During BUILD’s research phase an informant explained that “the traditional theological method is to give information learners can recall in an exam; when they pass, they go.” They added: “We need approaches that require reflection.” Another observed that “different settings have different problems that are unique and that theological reflection must answer”.
As a result the BUILD curriculum is rooted in the Scriptures and in the situations church leaders in Africa’s Great Lakes Region face. And it teaches models of reflection that learners can then apply to the unique situations they encounter. BUILD believes this reflects Scripture’s own approach, making it more biblical than traditional methods rather than less.
BUILD builds those reflection skills incrementally. Module One provides a foundation in a sequence of learning units that runs as follows: Unit 4 encounters 2 Timothy 1:8-12, in which Paul presents vital aspects of his gospel and his gospel ministry; Unit 5 then explores the nature of that gracious gospel; Unit 6 builds on this and empowers leaders to share the gospel in practice; and Unit 7 goes on to look at 2 Timothy 2:1-7, where Paul encourages Timothy to train others for gospel ministry in the context of very real hardship. That passage ends with this word from Paul to Timothy: “Reflect on what I am saying, for the Lord will give you insight into all this”.
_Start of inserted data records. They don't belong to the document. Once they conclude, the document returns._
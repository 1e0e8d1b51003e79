// Copyright (c) 2024-2026 Martin Schröder <info@swedishembedded.com>
//
// SPDX-License-Identifier: Apache-2.0
mod archiver;

use std::path::Path;
use std::sync::Arc;

use tracing::debug;

use keel_store::Store;

pub use archiver::WorkspaceArchiver;

/// Repository-backed snapshot service.
///
/// Ties tree hashes produced by the [`WorkspaceArchiver`] to
/// `(session, assistant message)` rows so a rollback can find the workspace
/// state at the moment a message began processing.
pub struct SnapshotStore {
    store: Arc<Store>,
    archiver: WorkspaceArchiver,
}

impl SnapshotStore {
    pub fn new(store: Arc<Store>, archiver: WorkspaceArchiver) -> Self {
        Self { store, archiver }
    }

    /// Take a snapshot for the given assistant message unless one already
    /// exists.  Returns the tree hash.
    pub async fn ensure_snapshot(
        &self,
        session_id: &str,
        message_id: i64,
        work_path: &Path,
    ) -> anyhow::Result<String> {
        if let Some(existing) = self.store.get_snapshot(session_id, message_id)? {
            debug!(message_id, tree = %existing.tree_hash, "snapshot already present");
            return Ok(existing.tree_hash);
        }
        let tree = self.archiver.create_tree(work_path).await?;
        self.store.create_snapshot(
            session_id,
            message_id,
            &tree,
            &work_path.display().to_string(),
        )?;
        Ok(tree)
    }

    /// Restore the workspace to the state recorded at or after `message_id`,
    /// then drop the now-invalid later snapshots.
    ///
    /// Returns `Ok(true)` when a snapshot was found and restored, `Ok(false)`
    /// when the session has no snapshot covering that point.  A restore
    /// failure propagates as an error — callers must not roll back dialogue
    /// when the workspace could not be restored.
    pub async fn restore_at(&self, session_id: &str, message_id: i64) -> anyhow::Result<bool> {
        let Some(snapshot) = self.store.first_snapshot_at_or_after(session_id, message_id)? else {
            return Ok(false);
        };
        self.archiver
            .restore(&snapshot.tree_hash, Path::new(&snapshot.work_path))
            .await?;
        self.store.delete_snapshots_from(session_id, message_id)?;
        Ok(true)
    }
}

// ─── Unit tests ──────────────────────────────────────────────────────────────
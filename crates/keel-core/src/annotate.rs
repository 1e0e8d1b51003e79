// Copyright (c) 2024-2026 Martin Schröder <info@swedishembedded.com>
//
// SPDX-License-Identifier: MIT
use async_trait::async_trait;
use std::path::Path;

/// Injectable producer of a code-map (or similar) annotation prepended to the
/// model history.  Opaque to the runtime: whatever string it returns is
/// inserted as a pseudo-assistant message after the context summary.
#[async_trait]
pub trait ContextAnnotator: Send + Sync {
    async fn annotate(&self, session_id: &str, work_path: Option<&Path>) -> Option<String>;
}

/// Default annotator: contributes nothing.
pub struct NoopAnnotator;

#[async_trait]
impl ContextAnnotator for NoopAnnotator {
    async fn annotate(&self, _session_id: &str, _work_path: Option<&Path>) -> Option<String> {
        None
    }
}

#[cfg(test)]
mod tests {
    use super::*;

    #[tokio::test]
    async fn noop_annotator_returns_none() {
        assert!(NoopAnnotator.annotate("s1", None).await.is_none());
    }
}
For BUILD that is a natural invitation to then discuss the importance of gospel-guided reflection in the midst of ministry, and Unit 8 considers what that looks like. That initial unit about reflection begins with a simple three-step BUILD method of Christian reflection. A method that begins when learners encounter something in God’s world and God’s word with a desire for wisdom; it continues with reflection on those situations and Scriptures in order to gain wisdom; and it leads to action in God’s world with the wisdom that comes from God’s word. All in the context of dependence on the Lord who gives insight.
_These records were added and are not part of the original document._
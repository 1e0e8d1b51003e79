// Copyright (c) 2024-2026 Martin Schröder <info@swedishembedded.com>
//
// SPDX-License-Identifier: Apache-2.0
use axum::extract::{Path, State};
use axum::Json;
use serde::Deserialize;
use serde_json::{json, Value};

use keel_store::PermissionStatus;

use crate::error::ApiError;
use crate::AppState;

/// GET /permissions/pending — requests awaiting an operator decision.
pub async fn pending_permissions(State(state): State<AppState>) -> Result<Json<Value>, ApiError> {
    let pending = state.store.pending_permission_requests()?;
    Ok(Json(json!({ "requests": pending })))
}

#[derive(Debug, Deserialize)]
pub struct DecisionRequest {
    /// "approved" or "denied"
    pub status: String,
}

/// POST /permissions/:id — the operator's decision.  The blocked tool
/// observes it within one polling interval.
pub async fn decide_permission(
    State(state): State<AppState>,
    Path(id): Path<i64>,
    Json(req): Json<DecisionRequest>,
) -> Result<Json<Value>, ApiError> {
    let status = match PermissionStatus::parse(&req.status) {
        Some(s @ (PermissionStatus::Approved | PermissionStatus::Denied)) => s,
        _ => {
            return Err(ApiError::bad_request(
                "status must be \"approved\" or \"denied\"",
            ))
        }
    };
    let existing = state
        .broker
        .get(id)?
        .ok_or_else(|| ApiError::not_found("permission request"))?;
    if existing.status.is_terminal() {
        return Err(ApiError::bad_request("request already decided"));
    }
    state.broker.update(id, status)?;
    Ok(Json(json!({ "id": id, "status": status.as_str() })))
}
// Copyright (c) 2024-2026 Martin Schröder <info@swedishembedded.com>
//
// SPDX-License-Identifier: MIT
use async_trait::async_trait;

use crate::context::ToolContext;
use crate::tool::{Tool, ToolError, ToolInput, ToolParameter};

/// Arithmetic evaluator: `+ - * /`, parentheses, unary minus.
pub struct CalculatorTool;

#[async_trait]
impl Tool for CalculatorTool {
    fn name(&self) -> &str {
        "calculator"
    }

    fn description(&self) -> &str {
        "Evaluate an arithmetic expression."
    }

    fn parameters(&self) -> Vec<ToolParameter> {
        vec![ToolParameter::required(
            "expression",
            "string",
            "Arithmetic expression, e.g. 15*23+100.",
        )]
    }

    async fn execute(&self, input: &ToolInput, _ctx: &ToolContext) -> Result<String, ToolError> {
        let expression = input
            .str_arg_or_raw("expression")
            .ok_or_else(|| ToolError::invalid("Missing expression."))?;
        let value = evaluate(&expression).map_err(ToolError::invalid)?;
        // Print integers without a trailing ".0".
        if value.fract() == 0.0 && value.abs() < 1e15 {
            Ok(format!("{}", value as i64))
        } else {
            Ok(format!("{value}"))
        }
    }
}

/// Recursive-descent evaluation over a token-free char cursor.
fn evaluate(expression: &str) -> Result<f64, String> {
    let chars: Vec<char> = expression.chars().filter(|c| !c.is_whitespace()).collect();
    if chars.is_empty() {
        return Err("Empty expression.".into());
    }
    let mut pos = 0usize;
    let value = parse_sum(&chars, &mut pos)?;
    if pos != chars.len() {
        return Err(format!("Unexpected character at position {pos}."));
    }
    if !value.is_finite() {
        return Err("Result is not finite.".into());
    }
    Ok(value)
}

fn parse_sum(chars: &[char], pos: &mut usize) -> Result<f64, String> {
    let mut value = parse_product(chars, pos)?;
    while let Some(&op) = chars.get(*pos) {
        match op {
            '+' => {
                *pos += 1;
                value += parse_product(chars, pos)?;
            }
            '-' => {
                *pos += 1;
                value -= parse_product(chars, pos)?;
            }
            _ => break,
        }
    }
    Ok(value)
}

fn parse_product(chars: &[char], pos: &mut usize) -> Result<f64, String> {
    let mut value = parse_atom(chars, pos)?;
    while let Some(&op) = chars.get(*pos) {
        match op {
            '*' => {
                *pos += 1;
                value *= parse_atom(chars, pos)?;
            }
            '/' => {
                *pos += 1;
                let divisor = parse_atom(chars, pos)?;
                if divisor == 0.0 {
                    return Err("Division by zero.".into());
                }
                value /= divisor;
            }
            _ => break,
        }
    }
    Ok(value)
}

fn parse_atom(chars: &[char], pos: &mut usize) -> Result<f64, String> {
    match chars.get(*pos) {
        Some('-') => {
            *pos += 1;
            Ok(-parse_atom(chars, pos)?)
        }
        Some('(') => {
            *pos += 1;
            let value = parse_sum(chars, pos)?;
            if chars.get(*pos) != Some(&')') {
                return Err("Missing closing parenthesis.".into());
            }
            *pos += 1;
            Ok(value)
        }
        Some(c) if c.is_ascii_digit() || *c == '.' => {
            let start = *pos;
            while matches!(chars.get(*pos), Some(c) if c.is_ascii_digit() || *c == '.') {
                *pos += 1;
            }
            let literal: String = chars[start..*pos].iter().collect();
            literal
                .parse::<f64>()
                .map_err(|_| format!("Invalid number: {literal}"))
        }
        Some(c) => Err(format!("Unexpected character: {c}")),
        None => Err("Unexpected end of expression.".into()),
    }
}

// ─── Unit tests ──────────────────────────────────────────────────────────────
In English participants are encouraged to remember the process through the simple mnemonic, ‘era’: encounter, reflection, action. They discuss the fact that an era is a significant period of time; the term of office for a president or the reign of a king for example. They see that because Christ is King, this is his era, and we are called to wrestle with the situations we face in the light of the gospel for his sake, in order that his will be done, “on earth as it is in heaven”. His people are to point to his Kingdom, the new era he is bringing through Christ his King.
As the modules and units of the curriculum unfold the era model is applied in a range of ways. And importantly it gains biblical weight as different examples of encounter, reflection and action are traced: whether through Nehemiah in Module Four, where an aid for basic strategic planning is developed; or in Acts in Module Five as Luke’s thinking about mission is explored; or through Psalm 73 in Module Seven, where the model is given depth to consider the tensions of ministry in times of trouble.
No wonder participants make comments such as these: “The curriculum is centred in the Bible and clearly expounds how the word of God can be coherently taught and related to the day-to-day situation”; “The manual is in context and addresses the real issues of the current challenges for the church leaders from the Biblical point of view”.